**Exercise:**
Copy out every line of the records where the string "Deserialize" occurs.

═══ Data excerpts

//! Task management API endpoints.

use std::sync::Arc;

use axum::{
    Json,
    extract::{
        Path, Query, State,
        rejection::{JsonRejection, QueryRejection},
    },
    http::StatusCode,
};
use entities::{NewTask, Task, TaskPriority, TaskStatus, TaskUpdate};
use serde::Deserialize;
use task_store::{TaskFilter, TaskStore};

use crate::error::{ServerError, ServerResult};
use crate::services::task::DeleteConfirmation;
use crate::state::AppState;

/// Query parameters accepted when listing tasks.
#[derive(Debug, Default, Deserialize)]
pub struct ListTasksQuery {
    /// Exact status to match.
    pub status: Option<String>,
    /// Exact priority to match.
    pub priority: Option<String>,
}

impl ListTasksQuery {
    /// Builds the store filter. Returns `None` when a value names no known
    /// variant, in which case no stored record can match.
    pub fn to_filter(&self) -> Option<TaskFilter> {
        let mut filter = TaskFilter::new();
        if let Some(status) = &self.status {
            filter = filter.with_status(TaskStatus::parse(status)?);
        }
        if let Some(priority) = &self.priority {
            filter = filter.with_priority(TaskPriority::parse(priority)?);
        }
        Some(filter)
    }
}

/// Body of a status-only update.
#[derive(Debug, Deserialize)]
pub struct UpdateTaskStatusRequest {
    /// Requested status, validated by the service.
    #[serde(default)]
    pub status: Option<String>,
}

/// Creates a new task.
pub async fn create_task<S: TaskStore>(
    State(state): State<Arc<AppState<S>>>,
    payload: Result<Json<NewTask>, JsonRejection>,
) -> ServerResult<(StatusCode, Json<Task>)> {
    let Json(payload) = payload?;
    let task = state.tasks.create_task(payload).await?;
    Ok((StatusCode::CREATED, Json(task)))
}

/// Lists tasks, newest first.
pub async fn list_tasks<S: TaskStore>(
    State(state): State<Arc<AppState<S>>>,
    query: Result<Query<ListTasksQuery>, QueryRejection>,
) -> ServerResult<Json<Vec<Task>>> {
    let Query(query) = query?;
    let Some(filter) = query.to_filter() else {
        return Ok(Json(Vec::new()));
    };

    let tasks = state
        .tasks
        .get_all_tasks(filter)
        .await
        .map_err(ServerError::internal)?;
    Ok(Json(tasks))
}

/// Gets a task by ID.
pub async fn get_task<S: TaskStore>(
    State(state): State<Arc<AppState<S>>>,
    Path(id): Path<String>,
) -> ServerResult<Json<Task>> {
    let task = state.tasks.get_task_by_id(&id).await?;
    Ok(Json(task))
}

/// Applies a partial update to a task.
pub async fn update_task<S: TaskStore>(
    State(state): State<Arc<AppState<S>>>,
    Path(id): Path<String>,
    payload: Result<Json<TaskUpdate>, JsonRejection>,
) -> ServerResult<Json<Task>> {
    let Json(payload) = payload?;
    let task = state.tasks.update_task(&id, payload).await?;
    Ok(Json(task))
}

/// Updates a task's status.
pub async fn update_task_status<S: TaskStore>(
    State(state): State<Arc<AppState<S>>>,
    Path(id): Path<String>,
    request: Result<Json<UpdateTaskStatusRequest>, JsonRejection>,
) -> ServerResult<Json<Task>> {
    let Json(request) = request?;
    let status = request
        .status
        .filter(|s| !s.is_empty())
        .ok_or_else(|| ServerError::InvalidRequest("Status not provided".to_string()))?;

    let task = state.tasks.update_task_status(&id, &status).await?;
    Ok(Json(task))
}

/// Deletes a task.
pub async fn delete_task<S: TaskStore>(
    State(state): State<Arc<AppState<S>>>,
    Path(id): Path<String>,
) -> ServerResult<Json<DeleteConfirmation>> {
    let confirmation = state.tasks.delete_task(&id).await?;
    Ok(Json(confirmation))
}

#[cfg(test)]
mod tests {
    use super::*;

    #[test]
    fn test_empty_query_matches_everything() {
        assert_eq!(ListTasksQuery::default().to_filter(), Some(TaskFilter::new()));
    }

    #[test]
    fn test_query_builds_exact_filter() {
        let query = ListTasksQuery {
            status: Some("in_progress".to_string()),
            priority: Some("low".to_string()),
        };
        assert_eq!(
            query.to_filter(),
            Some(
                TaskFilter::new()
                    .with_status(TaskStatus::InProgress)
                    .with_priority(TaskPriority::Low)
            )
        );
    }

    #[test]
    fn test_unknown_query_value_matches_nothing() {
        let query = ListTasksQuery {
            status: Some("archived".to_string()),
            priority: None,
        };
        assert_eq!(query.to_filter(), None);
    }
}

══════

**Written answer:**
use serde::Deserialize;
#[derive(Debug, Default, Deserialize)]
#[derive(Debug, Deserialize)]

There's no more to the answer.